_Work to complete_:
Give back nothing but the number of lines in these entries that contain the word "GraphEdge".

_Data_:
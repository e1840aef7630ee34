//! Tests for graph reconciliation

use super::helpers::*;
use crate::{
    config::EngineConfig,
    diagnostic::SyncDiagnostic,
    event::ModelEvent,
    model::{GraphEdge, GraphNode, GraphPayload, NodeClass},
    nodekey::{EntityId, NodeId},
    properties::EntityKind,
    reconcile::NodeDelta,
    MolybdenumError,
};
use std::collections::BTreeSet;
use test_log::test;

fn param_names(model: &crate::model::ReactionModel) -> BTreeSet<String> {
    model.params().values().map(|p| p.name.clone()).collect()
}

#[test]
fn test_diff_nodes() {
    let model = example_model();
    let diff = model.diff_nodes(&updated_graph());
    assert_eq!(
        diff.new,
        NodeDelta {
            species: vec![NodeId(7)],
            reactions: vec![NodeId(8)]
        }
    );
    assert_eq!(
        diff.deleted,
        NodeDelta {
            species: vec![NodeId(2)],
            reactions: vec![NodeId(6)]
        }
    );
    assert!(model.diff_nodes(&example_graph()).new.is_empty());
}

#[test]
fn test_sync_with_unchanged_graph_is_a_no_op() {
    let mut model = example_model();
    let before = model.clone();
    let report = model
        .sync_from_graph(&example_graph(), &EngineConfig::default())
        .unwrap();
    assert!(report.events.is_empty(), "{:?}", report.events);
    assert!(report.is_clean());
    assert_eq!(model, before);
}

#[test]
fn test_sync_updated_graph() {
    let mut model = example_model();
    let report = model
        .sync_from_graph(&updated_graph(), &EngineConfig::default())
        .unwrap();
    assert!(report.is_clean());

    let species: Vec<&str> = model.species().keys().map(|id| id.as_str()).collect();
    assert_eq!(species, vec!["spec1", "spec3", "spec4", "spec5"]);
    let reactions: Vec<&str> = model.reactions().keys().map(|id| id.as_str()).collect();
    assert_eq!(reactions, vec!["reac1", "reac3"]);

    assert_eq!(model.species()["spec4"].name, "Prod");
    assert_eq!(model.species()["spec5"].name, "I");
    assert_eq!(model.species()["spec5"].amount, 10.0);
    assert_eq!(model.reactions()["reac1"].reagents, vec!["E", "I"]);
    assert_eq!(model.reactions()["reac1"].products, vec!["ES"]);
    assert_eq!(model.reactions()["reac3"].reagents, vec!["ES", "I"]);
    assert_eq!(model.reactions()["reac3"].products, vec!["Prod"]);
    assert_eq!(model.reactions()["reac3"].expression, "undefined");

    assert_eq!(
        model.node_mapping().entity(&NodeId(7)),
        Some(&EntityId::from("spec5"))
    );
    assert_eq!(
        model.node_mapping().entity(&NodeId(8)),
        Some(&EntityId::from("reac3"))
    );
    assert!(!model.node_mapping().contains_node(&NodeId(2)));
    assert!(!model.node_mapping().contains_node(&NodeId(6)));

    // S is gone but still named by veq, so it is now a parameter; kcat went with vcat.
    assert_eq!(model.reactions()["reac1"].expression, "(kon*E*S-koff*ES)");
    let expected: BTreeSet<String> = ["kon", "koff", "S", "undefined"]
        .iter()
        .map(|s| s.to_string())
        .collect();
    assert_eq!(param_names(&model), expected);
    assert_eq!(model.params()["param1"].value, 0.2);
    assert!(report
        .events
        .contains(&ModelEvent::ParameterRemoved("param3".into(), "kcat".into())));
    assert!(report.events.contains(&ModelEvent::EntityCreated(
        NodeId(7),
        "spec5".into(),
        EntityKind::Species,
        "I".into()
    )));

    assert!(model.check_invariants().is_empty(), "{:?}", model.check_invariants());
    assert_eq!(model.to_graph().unwrap().edges.len(), 6);
}

#[test]
fn test_rename_species_propagates_into_expressions() {
    let mut model = example_model();
    let mut graph = example_graph();
    graph.nodes[1].title = "Subs".to_string();
    let report = model.sync_from_graph(&graph, &EngineConfig::default()).unwrap();

    assert_eq!(model.species()["spec2"].name, "Subs");
    assert_eq!(model.reactions()["reac1"].expression, "(kon*E*Subs-koff*ES)");
    assert_eq!(model.reactions()["reac1"].reagents, vec!["E", "Subs"]);
    assert_eq!(model.reactions()["reac2"].expression, "kcat*ES");
    assert_eq!(model.params().len(), 3);
    assert_eq!(
        report.events[0],
        ModelEvent::EntityRenamed("spec2".into(), "S".into(), "Subs".into())
    );
}

#[test]
fn test_rename_reaction_leaves_expressions_alone() {
    let mut model = example_model();
    let mut graph = example_graph();
    graph.nodes[4].title = "EQ".to_string();
    model.sync_from_graph(&graph, &EngineConfig::default()).unwrap();
    assert_eq!(model.reactions()["reac1"].name, "EQ");
    assert_eq!(model.reactions()["reac1"].expression, "(kon*E*S-koff*ES)");
}

#[test]
fn test_new_boundary_species_is_fixed() {
    let mut model = example_model();
    let mut graph = example_graph();
    graph.nodes.push(GraphNode::new(9, "$Src", NodeClass::Species));
    let config = EngineConfig {
        default_species_amount: 1.5,
        ..Default::default()
    };
    model.sync_from_graph(&graph, &config).unwrap();
    let created = &model.species()["spec5"];
    assert_eq!(created.name, "$Src");
    assert!(created.fixed);
    assert_eq!(created.amount, 1.5);
}

#[test]
fn test_connectivity_rebuild() {
    let mut model = example_model();
    let mut graph = example_graph();
    graph.edges.push(GraphEdge::new(4, 5));
    graph.edges.push(GraphEdge::new(6, 2));
    model.sync_from_graph(&graph, &EngineConfig::default()).unwrap();
    assert_eq!(model.reactions()["reac1"].reagents, vec!["E", "S", "P"]);
    assert_eq!(model.reactions()["reac2"].products, vec!["P", "S"]);
}

#[test]
fn test_same_class_edges_are_warnings() {
    let mut model = example_model();
    let mut graph = example_graph();
    graph.edges.push(GraphEdge::new(1, 2));
    graph.edges.push(GraphEdge::new(5, 6));
    let report = model.sync_from_graph(&graph, &EngineConfig::default()).unwrap();

    assert_eq!(
        report.diagnostics,
        vec![
            SyncDiagnostic::SameClassEdge {
                source: NodeId(1),
                target: NodeId(2),
                kind: EntityKind::Species
            },
            SyncDiagnostic::SameClassEdge {
                source: NodeId(5),
                target: NodeId(6),
                kind: EntityKind::Reaction
            },
        ]
    );
    assert_eq!(model.reactions()["reac1"].reagents, vec!["E", "S"]);
    assert_eq!(model.reactions()["reac2"].reagents, vec!["ES"]);
}

#[test]
fn test_class_mismatch_keeps_stored_kind() {
    let mut model = example_model();
    let mut graph = example_graph();
    graph.nodes[0].class = NodeClass::Reactions;
    let report = model.sync_from_graph(&graph, &EngineConfig::default()).unwrap();
    assert_eq!(
        report.diagnostics,
        vec![SyncDiagnostic::ClassMismatch {
            node: NodeId(1),
            stored: EntityKind::Species,
            payload: NodeClass::Reactions
        }]
    );
    assert_eq!(model.species()["spec1"].name, "E");
}

#[test]
fn test_unknown_edge_node_aborts_sync() {
    let mut model = example_model();
    let before = model.clone();
    let mut graph = updated_graph();
    graph.edges.push(GraphEdge::new(1, 200));
    let err = model
        .sync_from_graph(&graph, &EngineConfig::default())
        .unwrap_err();
    assert!(matches!(err, MolybdenumError::Reference(_)), "{err}");
    assert_eq!(model, before);
}

#[test]
fn test_duplicate_payload_nodes_rejected() {
    let mut model = example_model();
    let mut graph = example_graph();
    graph.nodes.push(GraphNode::new(3, "ES2", NodeClass::Species));
    assert!(matches!(
        model.sync_from_graph(&graph, &EngineConfig::default()),
        Err(MolybdenumError::Validation(_))
    ));
}

#[test]
fn test_empty_graph_clears_network() {
    let mut model = example_model();
    model
        .sync_from_graph(&GraphPayload::default(), &EngineConfig::default())
        .unwrap();
    assert!(model.species().is_empty());
    assert!(model.reactions().is_empty());
    assert!(model.params().is_empty());
    assert!(model.node_mapping().is_empty());
    assert_eq!(model.sim_config().points, Some(120));
}

#[test]
fn test_resync_parameters() {
    let mut model = example_model();
    let config = EngineConfig::default();
    assert!(model.resync_parameters(&config).is_empty());

    model.reactions.get_mut("reac1").unwrap().expression = "(kon*E*S^h-ES*kcat)".into();
    model.reactions.get_mut("reac2").unwrap().expression = "kcat*ES+const".into();
    let events = model.resync_parameters(&config);
    assert_eq!(
        events,
        vec![
            ModelEvent::ParameterAdded("param4".into(), "h".into()),
            ModelEvent::ParameterAdded("param5".into(), "const".into()),
            ModelEvent::ParameterRemoved("param1".into(), "koff".into()),
        ]
    );
    let expected: BTreeSet<String> = ["kon", "kcat", "const", "h"]
        .iter()
        .map(|s| s.to_string())
        .collect();
    assert_eq!(param_names(&model), expected);
    assert_eq!(model.params()["param2"].value, 10000000.0);
    assert_eq!(model.params()["param4"].value, 0.0);
    assert!(!model.params().contains_key("param1"));
    let ids: Vec<&str> = model.params().keys().map(|id| id.as_str()).collect();
    assert_eq!(ids, vec!["param2", "param3", "param4", "param5"]);

    let snapshot = model.params().clone();
    assert!(model.resync_parameters(&config).is_empty());
    assert_eq!(model.params(), &snapshot);
}

#[test]
fn test_resync_drops_duplicate_parameter_names() {
    let mut model = example_model();
    model
        .params
        .insert(EntityId::from("param9"), crate::properties::Parameter::new("kon", 3.0));
    let events = model.resync_parameters(&EngineConfig::default());
    assert_eq!(
        events,
        vec![ModelEvent::ParameterRemoved("param9".into(), "kon".into())]
    );
    assert_eq!(model.params()["param2"].name, "kon");
}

_Written solution_:
6